▸ **THE PROBLEM**: Whenever the string "derive" turns up in a line below, that line should be copied.

▸ **DATA PROVIDED**:
§
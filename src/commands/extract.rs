use crate::commands::warn_skipped;
use crate::pdf::{select_pages, PdfDocument};
use crate::ranges::parse_ranges;
use anyhow::Result;
use std::path::Path;

pub fn run<P: AsRef<Path>, Q: AsRef<Path>>(input: P, pages: &str, output: Q) -> Result<()> {
    let doc = PdfDocument::open(&input)?;
    let total = doc.page_count();

    let indices = parse_ranges(pages, Some(total))?;
    let (selected, skipped) = select_pages(&indices, total);
    warn_skipped(&skipped, total);

    if selected.is_empty() {
        anyhow::bail!("No pages selected");
    }

    let mut new_doc = doc.extract_pages(&selected)?;
    PdfDocument::save(&mut new_doc, output.as_ref())?;

    println!(
        "Extracted {} page(s) to {}",
        selected.len(),
        output.as_ref().display()
    );

    Ok(())
}
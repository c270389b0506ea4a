use crate::pdf::PdfDocument;
use anyhow::Result;
use std::path::Path;

/// Print every info dictionary entry, not just the standard keys.
pub fn run<P: AsRef<Path>>(path: P) -> Result<()> {
    let doc = PdfDocument::open(&path)?;

    let entries = doc.info_entries();
    if entries.is_empty() {
        println!("No metadata");
        return Ok(());
    }

    for (key, value) in entries {
        println!("{}: {}", key, value);
    }

    Ok(())
}
pub mod crypt;
pub mod document;
pub mod merge;

pub use document::PdfDocument;

use thiserror::Error;

#[derive(Debug, Error)]
pub enum PdfError {
    #[error("Failed to open PDF {path}: {source}")]
    Load { path: String, source: lopdf::Error },

    #[error("Failed to save PDF {path}: {source}")]
    Save { path: String, source: lopdf::Error },

    #[error("Incorrect password")]
    WrongPassword,

    #[error("Decryption failed: {0}")]
    Decryption(String),

    #[error("Encryption failed: {0}")]
    Encryption(String),

    #[error("Document structure error: {0}")]
    Malformed(String),
}

/// A quarter-turn page rotation, always clockwise.
#[derive(Debug, Clone, Copy, PartialEq, Eq)]
pub enum Rotation {
    Right, // 90°
    Down,  // 180°
    Left,  // 270°
}

impl Rotation {
    pub fn from_degrees(degrees: u32) -> Option<Self> {
        match degrees {
            90 => Some(Rotation::Right),
            180 => Some(Rotation::Down),
            270 => Some(Rotation::Left),
            _ => None,
        }
    }

    pub fn degrees(self) -> i64 {
        match self {
            Rotation::Right => 90,
            Rotation::Down => 180,
            Rotation::Left => 270,
        }
    }
}

/// Partition zero-based parser output against a document of `total` pages.
///
/// Returns `(selected, skipped)`, both as 1-based page numbers with the
/// input order preserved. Indices past the end of the document land in
/// `skipped` so callers can warn instead of failing the whole operation.
pub fn select_pages(indices: &[u32], total: u32) -> (Vec<u32>, Vec<u32>) {
    let mut selected = Vec::new();
    let mut skipped = Vec::new();
    for &idx in indices {
        if idx < total {
            selected.push(idx + 1);
        } else {
            skipped.push(idx + 1);
        }
    }
    (selected, skipped)
}


#[cfg(test)]
mod tests {
    use super::*;

    #[test]
    fn test_select_pages_partitions() {
        let (selected, skipped) = select_pages(&[0, 1, 2, 9, 11], 10);
        assert_eq!(selected, vec![1, 2, 3, 10]);
        assert_eq!(skipped, vec![12]);
    }

    #[test]
    fn test_select_pages_all_in_bounds() {
        let (selected, skipped) = select_pages(&[0, 4], 5);
        assert_eq!(selected, vec![1, 5]);
        assert!(skipped.is_empty());
    }

    #[test]
    fn test_rotation_degrees() {
        assert_eq!(Rotation::from_degrees(90), Some(Rotation::Right));
        assert_eq!(Rotation::from_degrees(180), Some(Rotation::Down));
        assert_eq!(Rotation::from_degrees(270), Some(Rotation::Left));
        assert_eq!(Rotation::from_degrees(45), None);
        assert_eq!(Rotation::from_degrees(0), None);
        assert_eq!(Rotation::Left.degrees(), 270);
    }
}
§
▸ **OUTPUT BELOW**:
#[derive(Debug, Error)]
#[derive(Debug, Clone, Copy, PartialEq, Eq)]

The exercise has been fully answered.